A week later I was back for my CT scan. Again, it was easy to park and I was seen on time. I was impressed by the fact that I could put my belongings in a locked cabinet, and I was given a dressing gown to wear over my radiography gown (unlike in the NHS, where you sit in a corridor with the gown gaping at the back. Some strategic sitting and walking is required in local radiography department).

But this is where the illusion was shattered. (If you're a bit squeamish - then please jump to the next paragraph) Firstly, they had to do the scan twice, as the iodine that they pumped through my body didn't flow quickly enough during the first scan. And secondly, when they took the iodine tube out, blood started to “leak” out of my canula. And when I say “leak” - that's an understatement. The senior radiographer started to panic as she failed to stop the blood flow. There was blood all over the CT bench, the floor, on my hands (I had joined in with the attempt to stop the flow), and additional staff were called in to help. One clinician asked - does this usually happen with you? Of course my answer was "No". We got through quite a few gauzes before the flow was stopped.

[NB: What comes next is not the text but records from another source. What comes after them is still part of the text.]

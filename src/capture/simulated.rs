//! Synthetic detection-state generator.
//!
//! Used whenever no camera pipeline is available (cloud deployments) or
//! when `TRACKING_MODE=simulated`. The sequence is driven by a shared
//! monotonically increasing counter: `looking_away` is true on roughly
//! 20% of ticks and `confidence` cycles through five values in
//! `[0.8, 0.96]`.

use std::sync::atomic::{AtomicU64, Ordering};
use std::time::Duration;

use async_trait::async_trait;
use chrono::Utc;

use super::{CaptureError, DetectionResult, FrameSource};

const SIMULATED_NOTE: &str = "Simulated data - camera not available";

/// Deterministic-ish frame source that never fails.
#[derive(Debug)]
pub struct SimulatedFrameSource {
    counter: AtomicU64,
    cadence: Duration,
}

impl SimulatedFrameSource {
    /// Creates a simulated source emitting at the given cadence.
    #[must_use]
    pub fn new(cadence: Duration) -> Self {
        Self {
            counter: AtomicU64::new(0),
            cadence,
        }
    }
}

#[async_trait]
impl FrameSource for SimulatedFrameSource {
    async fn capture(&self) -> Result<DetectionResult, CaptureError> {
        let tick = self.counter.fetch_add(1, Ordering::Relaxed);
        Ok(DetectionResult {
            face_detected: true,
            eye_count: 2,
            // Looking away ~20% of the time.
            looking_away: tick % 10 >= 8,
            confidence: 0.8 + (tick % 5) as f64 * 0.04,
            timestamp: Utc::now(),
            note: Some(SIMULATED_NOTE.to_owned()),
        })
    }

    fn cadence(&self) -> Duration {
        self.cadence
    }

    fn mode(&self) -> &'static str {
        "simulated"
    }
}
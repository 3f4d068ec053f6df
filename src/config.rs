//! Gateway configuration loaded from environment variables.
//!
//! Follows 12-factor style: all settings come from environment variables
//! (or a `.env` file via `dotenvy`). Invalid values fall back to their
//! defaults rather than aborting startup.

use std::time::Duration;

/// Which frame source the process constructs at startup.
#[derive(Debug, Clone, Copy, PartialEq, Eq, Default)]
pub enum TrackingMode {
    /// Synthetic detection data; always available.
    #[default]
    Simulated,
    /// Camera + cascade classifiers (requires the `live-camera` feature).
    Live,
}

/// Top-level gateway configuration.
///
/// Loaded once at startup via [`GatewayConfig::from_env`].
#[derive(Debug, Clone)]
pub struct GatewayConfig {
    /// Bind address (e.g. `0.0.0.0`).
    pub host: String,

    /// Listen port.
    pub port: u16,

    /// Maximum number of concurrently attached WebSocket sessions.
    pub max_connections: usize,

    /// Default log filter when `RUST_LOG` is unset.
    pub log_level: String,

    /// `text` or `json` log output.
    pub log_format: String,

    /// Frame source variant to construct.
    pub tracking_mode: TrackingMode,

    /// Emission cadence for the simulated source.
    pub simulated_interval: Duration,

    /// Emission cadence for the live source.
    pub live_interval: Duration,

    /// Deployment environment label reported by `/health`.
    pub environment: String,
}

impl GatewayConfig {
    /// Loads configuration from environment variables.
    ///
    /// Falls back to sensible defaults when a variable is not set or
    /// cannot be parsed. Calls `dotenvy::dotenv().ok()` to optionally
    /// load a `.env` file.
    #[must_use]
    pub fn from_env() -> Self {
        dotenvy::dotenv().ok();

        let host = std::env::var("HOST").unwrap_or_else(|_| "0.0.0.0".to_owned());
        let port = parse_env("PORT", 10_000);
        let max_connections = parse_env("MAX_CONNECTIONS", 100);
        let log_level = std::env::var("LOG_LEVEL").unwrap_or_else(|_| "info".to_owned());
        let log_format = std::env::var("LOG_FORMAT").unwrap_or_else(|_| "text".to_owned());

        let tracking_mode = match std::env::var("TRACKING_MODE").ok().as_deref() {
            Some("live") | Some("LIVE") => TrackingMode::Live,
            Some("simulated") | Some("SIMULATED") | None => TrackingMode::Simulated,
            Some(other) => {
                tracing::warn!(mode = other, "unknown TRACKING_MODE, using simulated");
                TrackingMode::Simulated
            }
        };

        let simulated_interval = Duration::from_millis(parse_env("SIMULATED_INTERVAL_MS", 500));
        let live_interval = Duration::from_millis(parse_env("LIVE_INTERVAL_MS", 100));

        let environment =
            std::env::var("ENVIRONMENT").unwrap_or_else(|_| "development".to_owned());

        Self {
            host,
            port,
            max_connections,
            log_level,
            log_format,
            tracking_mode,
            simulated_interval,
            live_interval,
            environment,
        }
    }

    /// Address string for the TCP listener.
    #[must_use]
    pub fn bind_addr(&self) -> String {
        format!("{}:{}", self.host, self.port)
    }
}

/// Parses an environment variable as `T`, returning `default` on missing
/// or invalid values.
fn parse_env<T: std::str::FromStr>(key: &str, default: T) -> T {
    std::env::var(key)
        .ok()
        .and_then(|v| v.parse().ok())
        .unwrap_or(default)
}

I felt a bit rubbish for the rest of the day - but at least I had an excuse to put sugar in my tea and eat lots of chocolate. But it left me pondering why did I feel so let down?

For me the quality of clinical care I receive is my priority, and I felt that I had been let down by receiving poor healthcare during my CT scan. I then realised, that I had irrationally believed that the level of clinical care I would receive during my private healthcare experience would be of a higher quality than the NHS's equivalent. I say irrational - because I work in / with the NHS, and I know that the staff who work in the private sector all trained in the NHS. Consultants in the private sector have to hold an NHS Consultant level post simultaneously.

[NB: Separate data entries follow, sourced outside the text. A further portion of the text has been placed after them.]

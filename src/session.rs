//! Session handle: the caller-owned connection controller
//!
//! A [`Session`] owns one stream's configuration, handler set and receive loop.
//! There is no global state; dropping the session cancels its loop.
//!
//! ```rust,no_run
//! use ascan_stream::{Record, Session, SessionConfig};
//!
//! # #[tokio::main]
//! # async fn main() -> ascan_stream::Result<()> {
//! // sample_count comes from the device's ascan_length parameter
//! let mut session = Session::new(SessionConfig::websocket("ws://192.168.200.18:80", 2048))?;
//! session.on_record(|record: &Record| {
//!     println!("record {} peak {:?}", record.sequence(), record.samples().iter().max());
//!     Ok(())
//! });
//!
//! session.connect().await?;
//! tokio::time::sleep(std::time::Duration::from_secs(10)).await;
//! session.disconnect().await;
//! # Ok(())
//! # }
//! ```

use futures::Stream;
use std::sync::Arc;
use tokio::sync::{mpsc, watch};
use tokio::task::JoinHandle;
use tokio_stream::wrappers::WatchStream;
use tracing::{debug, error, info};

use crate::config::SessionConfig;
use crate::dispatch::{HandlerRegistry, RecordHandler};
use crate::driver::{ReceiveLoop, Shared};
use crate::error::BoxError;
use crate::stats::StatsSnapshot;
use crate::transport::{Connector, connector_for};
use crate::types::{Record, SessionEvent, SessionOutcome, SessionState};
use crate::{Result, StreamError};

/// Caller-owned streaming session.
pub struct Session {
    config: SessionConfig,
    connector: Arc<dyn Connector>,
    /// `connector` was built from `config` and is rebuilt by `set_sample_count`
    connector_from_config: bool,
    handlers: HandlerRegistry,
    shared: Arc<Shared>,
    state_rx: watch::Receiver<SessionState>,
    task: Option<JoinHandle<SessionOutcome>>,
    outcome: Option<SessionOutcome>,
}

impl Session {
    /// Validate `config` and build a session for its transport variant.
    ///
    /// No connection is attempted until [`Session::connect`].
    pub fn new(config: SessionConfig) -> Result<Self> {
        let connector = connector_for(&config)?;
        Ok(Self::build(config, connector, true))
    }

    /// Build a session over a caller-supplied connector.
    pub fn with_connector(config: SessionConfig, connector: Arc<dyn Connector>) -> Result<Self> {
        config.validate()?;
        Ok(Self::build(config, connector, false))
    }

    fn build(config: SessionConfig, connector: Arc<dyn Connector>, from_config: bool) -> Self {
        let shared = Arc::new(Shared::new());
        let state_rx = shared.subscribe_state();
        Self {
            config,
            connector,
            connector_from_config: from_config,
            handlers: HandlerRegistry::default(),
            shared,
            state_rx,
            task: None,
            outcome: None,
        }
    }

    /// Register a closure as the only handler, replacing any previous set.
    ///
    /// Safe while streaming; the loop uses the new handler from the next record.
    pub fn on_record<F>(&self, handler: F)
    where
        F: Fn(&Record) -> std::result::Result<(), BoxError> + Send + Sync + 'static,
    {
        self.set_handler(handler);
    }

    /// Register a [`RecordHandler`] as the only handler.
    pub fn set_handler<H: RecordHandler>(&self, handler: H) {
        self.handlers.replace(vec![Arc::new(handler)]);
    }

    /// Replace the handler set with an ordered fan-out list.
    pub fn set_handlers(&self, handlers: Vec<Arc<dyn RecordHandler>>) {
        self.handlers.replace(handlers);
    }

    pub fn clear_handlers(&self) {
        self.handlers.clear();
    }

    pub fn handler_count(&self) -> usize {
        self.handlers.len()
    }

    /// Change the record length while the session is not streaming.
    ///
    /// Must match the device's new `ascan_length`.
    pub fn set_sample_count(&mut self, sample_count: u32) -> Result<()> {
        self.ensure_inactive()?;
        let mut config = self.config.clone();
        config.sample_count = sample_count;
        config.validate()?;
        if self.connector_from_config {
            self.connector = connector_for(&config)?;
        }
        info!(sample_count, "Sample count updated");
        self.config = config;
        Ok(())
    }

    /// Start the receive loop.
    ///
    /// Returns once the loop is spawned; watch [`Session::state`] or
    /// [`Session::wait_for_state`] to follow the connection. Fails with
    /// [`StreamError::AlreadyActive`] if a loop is already running.
    pub async fn connect(&mut self) -> Result<()> {
        self.ensure_inactive()?;
        self.reap().await;

        self.shared.reset();
        self.outcome = None;
        let cancel = self.shared.renew_cancel();
        self.shared.set_state(SessionState::Connecting);

        let receive_loop = ReceiveLoop::new(
            Arc::clone(&self.connector),
            self.config.clone(),
            self.handlers.dispatcher(self.config.callback_policy),
            Arc::clone(&self.shared),
            cancel,
        )?;
        info!(
            endpoint = self.connector.endpoint(),
            transport = %self.config.transport,
            sample_count = self.config.sample_count,
            "Connecting session"
        );
        self.task = Some(receive_loop.spawn());
        Ok(())
    }

    /// Stop the receive loop and release the transport.
    ///
    /// No handler runs after this returns. Calling it again, or on a session
    /// that never connected or already failed, does nothing.
    pub async fn disconnect(&mut self) {
        self.shared.cancel();
        if self.task.is_some() {
            debug!("Disconnecting session");
        }
        self.reap().await;
    }

    /// Wait for the receive loop to end.
    ///
    /// The loop ends on a terminal error or when a [`DisconnectHandle`] stops
    /// it. Returns `None` if the session was never connected.
    pub async fn wait(&mut self) -> Option<SessionOutcome> {
        self.reap().await;
        self.outcome.clone()
    }

    /// Handle for stopping the session from another task or thread.
    ///
    /// The handle stays valid across reconnects and later `connect()` calls;
    /// it always stops the loop that is running when it is used.
    pub fn disconnect_handle(&self) -> DisconnectHandle {
        DisconnectHandle { shared: Arc::clone(&self.shared) }
    }

    /// Wait until the state satisfies `predicate`, returning that state.
    pub async fn wait_for_state<F>(&self, mut predicate: F) -> SessionState
    where
        F: FnMut(SessionState) -> bool,
    {
        let mut rx = self.state_rx.clone();
        match rx.wait_for(|state| predicate(*state)).await {
            Ok(state) => *state,
            // Sender lives in `shared`, which outlives this borrow.
            Err(_) => self.state(),
        }
    }

    pub fn state(&self) -> SessionState {
        self.shared.state()
    }

    /// Stream of lifecycle states, starting with the current one.
    ///
    /// Intermediate states may be skipped by a slow consumer; use
    /// [`Session::take_events`] for every transition.
    pub fn state_updates(&self) -> impl Stream<Item = SessionState> + Send + use<> {
        WatchStream::new(self.state_rx.clone())
    }

    pub fn is_connected(&self) -> bool {
        self.state() == SessionState::Streaming
    }

    /// The error that moved the session to `Failed`, if any.
    pub fn last_error(&self) -> Option<Arc<StreamError>> {
        self.shared.last_error()
    }

    /// Take the event channel. Events are only queued after this is called,
    /// and a second call replaces the first receiver.
    pub fn take_events(&self) -> mpsc::UnboundedReceiver<SessionEvent> {
        self.shared.install_events()
    }

    pub fn stats(&self) -> StatsSnapshot {
        self.shared.stats.snapshot()
    }

    pub fn config(&self) -> &SessionConfig {
        &self.config
    }

    fn ensure_inactive(&self) -> Result<()> {
        let state = self.state();
        if state.is_active() {
            return Err(StreamError::AlreadyActive { state });
        }
        Ok(())
    }

    /// Join a finished or cancelled loop and keep its outcome.
    async fn reap(&mut self) {
        let Some(task) = self.task.take() else {
            return;
        };
        match task.await {
            Ok(outcome) => self.outcome = Some(outcome),
            Err(join_error) => {
                error!(error = %join_error, "Receive loop aborted");
                let error = Arc::new(StreamError::transport_failed(format!(
                    "receive loop aborted: {join_error}"
                )));
                self.shared.set_state(SessionState::Failed);
                self.outcome = Some(SessionOutcome::Failed(error));
            }
        }
    }
}

impl Drop for Session {
    fn drop(&mut self) {
        debug!("Dropping session");
        self.shared.cancel();
    }
}

/// Cloneable handle that stops a [`Session`]'s receive loop.
///
/// ```rust,no_run
/// # use ascan_stream::Session;
/// # async fn run(mut session: Session) {
/// let stop = session.disconnect_handle();
/// tokio::spawn(async move {
///     tokio::time::sleep(std::time::Duration::from_secs(10)).await;
///     stop.disconnect();
/// });
/// let outcome = session.wait().await;
/// # }
/// ```
#[derive(Debug, Clone)]
pub struct DisconnectHandle {
    shared: Arc<Shared>,
}

impl DisconnectHandle {
    /// Cancel the receive loop. It closes the transport and moves to `Closed`
    /// at its next suspension point, without calling further handlers.
    ///
    /// Does nothing if no receive loop is running.
    pub fn disconnect(&self) {
        debug!("Disconnect requested through handle");
        self.shared.cancel();
    }

    pub fn state(&self) -> SessionState {
        self.shared.state()
    }
}

impl std::fmt::Debug for Session {
    fn fmt(&self, f: &mut std::fmt::Formatter<'_>) -> std::fmt::Result {
        f.debug_struct("Session")
            .field("endpoint", &self.connector.endpoint())
            .field("state", &self.state())
            .field("handlers", &self.handlers.len())
            .finish()
    }
}

#[cfg(test)]
mod tests;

So what's so great about private healthcare? I now realise that the key difference is customer service. All the things that impressed me are related to customer service. Does this make me superficial or is it that I’ve bought into a world of consumerism? To be honest, I think it’s a bit of both.

The outcome: I’ve stopped feeling guilty about turning my back on the NHS by seeking private healthcare: the nice insurance company are paying for me to have the same quality of treatment as I would have received in the NHS. It’s just in a nicer building, with staff in matching uniforms and I don’t have to pay parking fees. And they're nice when you bleed all over the floor & the equipment.